DATA FOR THIS TASK:
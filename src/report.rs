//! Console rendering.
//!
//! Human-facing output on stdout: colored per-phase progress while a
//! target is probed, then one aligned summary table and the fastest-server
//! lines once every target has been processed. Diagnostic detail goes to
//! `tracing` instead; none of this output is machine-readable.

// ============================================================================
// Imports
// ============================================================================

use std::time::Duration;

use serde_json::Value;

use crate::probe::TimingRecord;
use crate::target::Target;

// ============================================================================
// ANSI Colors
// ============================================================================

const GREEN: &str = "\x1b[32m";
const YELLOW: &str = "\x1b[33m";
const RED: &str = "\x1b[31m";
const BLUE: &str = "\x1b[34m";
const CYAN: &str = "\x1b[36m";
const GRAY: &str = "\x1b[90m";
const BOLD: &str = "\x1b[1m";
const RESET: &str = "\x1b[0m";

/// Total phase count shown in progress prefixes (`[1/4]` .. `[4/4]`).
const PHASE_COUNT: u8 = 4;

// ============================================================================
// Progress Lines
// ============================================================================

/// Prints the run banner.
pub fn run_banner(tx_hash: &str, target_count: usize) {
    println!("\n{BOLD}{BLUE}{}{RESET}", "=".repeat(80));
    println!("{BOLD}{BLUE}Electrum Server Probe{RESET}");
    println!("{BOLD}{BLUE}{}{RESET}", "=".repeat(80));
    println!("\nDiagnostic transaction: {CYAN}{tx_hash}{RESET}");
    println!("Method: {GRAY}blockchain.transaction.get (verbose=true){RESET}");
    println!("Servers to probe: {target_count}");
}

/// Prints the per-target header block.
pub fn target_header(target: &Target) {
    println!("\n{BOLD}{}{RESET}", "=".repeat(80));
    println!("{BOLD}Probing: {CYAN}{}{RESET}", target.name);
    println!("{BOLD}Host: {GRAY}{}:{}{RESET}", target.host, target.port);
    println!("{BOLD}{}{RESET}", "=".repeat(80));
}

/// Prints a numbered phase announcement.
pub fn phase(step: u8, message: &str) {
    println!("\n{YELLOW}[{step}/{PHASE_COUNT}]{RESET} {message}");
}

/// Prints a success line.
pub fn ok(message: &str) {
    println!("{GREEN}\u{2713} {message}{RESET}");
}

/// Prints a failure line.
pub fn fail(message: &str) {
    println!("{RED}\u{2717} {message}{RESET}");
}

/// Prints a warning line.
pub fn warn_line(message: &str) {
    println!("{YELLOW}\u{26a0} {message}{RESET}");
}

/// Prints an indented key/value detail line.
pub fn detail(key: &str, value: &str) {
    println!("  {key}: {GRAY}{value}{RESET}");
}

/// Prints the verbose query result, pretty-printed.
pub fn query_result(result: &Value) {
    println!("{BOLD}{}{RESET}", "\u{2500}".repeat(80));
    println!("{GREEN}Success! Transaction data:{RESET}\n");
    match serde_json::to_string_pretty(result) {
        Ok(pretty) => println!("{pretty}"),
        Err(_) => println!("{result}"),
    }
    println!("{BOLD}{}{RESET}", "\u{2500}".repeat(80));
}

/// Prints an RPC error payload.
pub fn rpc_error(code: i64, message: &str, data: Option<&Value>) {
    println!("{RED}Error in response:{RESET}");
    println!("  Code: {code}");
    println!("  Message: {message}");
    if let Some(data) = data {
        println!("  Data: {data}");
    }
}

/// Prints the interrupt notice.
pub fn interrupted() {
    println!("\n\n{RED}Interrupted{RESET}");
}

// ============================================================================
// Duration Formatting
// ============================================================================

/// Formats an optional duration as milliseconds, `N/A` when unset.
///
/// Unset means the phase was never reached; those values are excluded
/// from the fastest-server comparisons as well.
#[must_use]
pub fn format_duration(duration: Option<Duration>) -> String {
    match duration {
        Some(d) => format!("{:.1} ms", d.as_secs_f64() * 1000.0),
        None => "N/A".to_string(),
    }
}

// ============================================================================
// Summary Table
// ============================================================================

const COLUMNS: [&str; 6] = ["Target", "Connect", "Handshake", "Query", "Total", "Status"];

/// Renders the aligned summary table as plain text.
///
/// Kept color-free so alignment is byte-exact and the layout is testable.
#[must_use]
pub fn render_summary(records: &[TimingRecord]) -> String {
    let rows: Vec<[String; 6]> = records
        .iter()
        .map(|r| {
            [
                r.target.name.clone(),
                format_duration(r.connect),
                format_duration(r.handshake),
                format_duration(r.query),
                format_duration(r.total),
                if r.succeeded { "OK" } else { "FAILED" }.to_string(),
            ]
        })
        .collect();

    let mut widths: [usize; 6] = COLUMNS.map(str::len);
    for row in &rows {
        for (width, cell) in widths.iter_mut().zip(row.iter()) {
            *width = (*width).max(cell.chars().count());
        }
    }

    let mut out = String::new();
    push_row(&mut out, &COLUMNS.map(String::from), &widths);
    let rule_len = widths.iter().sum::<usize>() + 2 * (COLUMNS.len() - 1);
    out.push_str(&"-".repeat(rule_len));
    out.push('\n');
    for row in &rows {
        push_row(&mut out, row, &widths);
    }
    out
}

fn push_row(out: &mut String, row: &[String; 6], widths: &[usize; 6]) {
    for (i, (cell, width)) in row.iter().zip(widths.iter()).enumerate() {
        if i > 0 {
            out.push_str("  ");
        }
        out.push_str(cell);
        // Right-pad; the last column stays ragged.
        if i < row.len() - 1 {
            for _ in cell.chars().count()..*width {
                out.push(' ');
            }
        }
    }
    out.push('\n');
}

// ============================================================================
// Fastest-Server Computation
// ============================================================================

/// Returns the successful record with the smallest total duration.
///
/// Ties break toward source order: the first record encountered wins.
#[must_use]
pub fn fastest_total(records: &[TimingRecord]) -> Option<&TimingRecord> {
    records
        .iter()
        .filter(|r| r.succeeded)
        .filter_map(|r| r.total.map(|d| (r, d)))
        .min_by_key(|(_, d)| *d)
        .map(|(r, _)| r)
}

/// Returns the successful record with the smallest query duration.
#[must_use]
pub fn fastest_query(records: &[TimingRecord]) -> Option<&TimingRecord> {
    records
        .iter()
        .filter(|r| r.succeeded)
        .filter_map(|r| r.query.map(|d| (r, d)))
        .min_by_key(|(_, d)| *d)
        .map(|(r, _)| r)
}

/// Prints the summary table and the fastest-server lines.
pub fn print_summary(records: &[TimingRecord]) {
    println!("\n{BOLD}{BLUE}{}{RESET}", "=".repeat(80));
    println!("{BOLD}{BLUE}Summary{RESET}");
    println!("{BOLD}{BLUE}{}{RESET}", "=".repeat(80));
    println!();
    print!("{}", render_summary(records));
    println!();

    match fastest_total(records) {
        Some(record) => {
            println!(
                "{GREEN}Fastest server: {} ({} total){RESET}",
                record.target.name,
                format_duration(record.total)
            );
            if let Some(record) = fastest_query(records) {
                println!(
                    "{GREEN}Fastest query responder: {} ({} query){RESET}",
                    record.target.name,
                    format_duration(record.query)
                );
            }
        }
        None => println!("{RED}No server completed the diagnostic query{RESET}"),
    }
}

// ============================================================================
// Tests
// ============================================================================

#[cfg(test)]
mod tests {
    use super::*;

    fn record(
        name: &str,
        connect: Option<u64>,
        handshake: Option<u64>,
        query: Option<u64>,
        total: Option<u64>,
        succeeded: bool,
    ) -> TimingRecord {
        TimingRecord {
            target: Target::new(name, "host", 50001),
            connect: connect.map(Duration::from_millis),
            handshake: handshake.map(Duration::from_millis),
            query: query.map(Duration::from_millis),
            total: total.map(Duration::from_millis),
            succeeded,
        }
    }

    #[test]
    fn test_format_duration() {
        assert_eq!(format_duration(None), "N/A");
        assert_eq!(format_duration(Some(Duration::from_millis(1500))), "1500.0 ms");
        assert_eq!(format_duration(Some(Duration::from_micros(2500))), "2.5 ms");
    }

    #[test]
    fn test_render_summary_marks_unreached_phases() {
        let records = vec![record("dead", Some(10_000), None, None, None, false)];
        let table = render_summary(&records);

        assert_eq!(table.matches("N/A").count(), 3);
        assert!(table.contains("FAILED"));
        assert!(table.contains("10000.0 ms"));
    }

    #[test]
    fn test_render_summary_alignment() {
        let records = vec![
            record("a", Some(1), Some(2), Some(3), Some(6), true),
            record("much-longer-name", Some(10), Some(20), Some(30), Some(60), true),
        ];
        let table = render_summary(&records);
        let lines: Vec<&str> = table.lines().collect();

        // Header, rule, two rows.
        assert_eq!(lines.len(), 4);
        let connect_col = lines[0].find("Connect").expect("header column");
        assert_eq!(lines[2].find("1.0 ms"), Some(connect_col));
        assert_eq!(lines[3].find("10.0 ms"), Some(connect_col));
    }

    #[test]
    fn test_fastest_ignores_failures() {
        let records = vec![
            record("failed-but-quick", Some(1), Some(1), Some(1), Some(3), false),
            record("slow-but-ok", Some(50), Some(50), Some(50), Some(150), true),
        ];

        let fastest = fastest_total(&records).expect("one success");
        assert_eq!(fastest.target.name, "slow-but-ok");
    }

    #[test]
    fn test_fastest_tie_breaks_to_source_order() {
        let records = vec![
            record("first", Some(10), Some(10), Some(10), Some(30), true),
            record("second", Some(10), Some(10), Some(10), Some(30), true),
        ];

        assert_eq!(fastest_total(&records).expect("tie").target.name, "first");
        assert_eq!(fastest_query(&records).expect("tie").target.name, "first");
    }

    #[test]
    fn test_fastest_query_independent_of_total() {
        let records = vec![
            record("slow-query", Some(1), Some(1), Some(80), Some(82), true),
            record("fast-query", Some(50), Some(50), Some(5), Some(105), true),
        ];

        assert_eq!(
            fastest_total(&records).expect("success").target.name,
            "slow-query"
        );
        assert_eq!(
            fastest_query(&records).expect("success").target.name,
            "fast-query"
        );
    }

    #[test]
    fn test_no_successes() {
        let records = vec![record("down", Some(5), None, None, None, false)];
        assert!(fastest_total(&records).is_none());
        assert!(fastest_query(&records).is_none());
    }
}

ASSIGNMENT:
In the records above, some lines hold the word "rows"; copy each such line.

ANSWER TO THE PROBLEM:
    let rows: Vec<[String; 6]> = records
    for row in &rows {
    for row in &rows {
        // Header, rule, two rows.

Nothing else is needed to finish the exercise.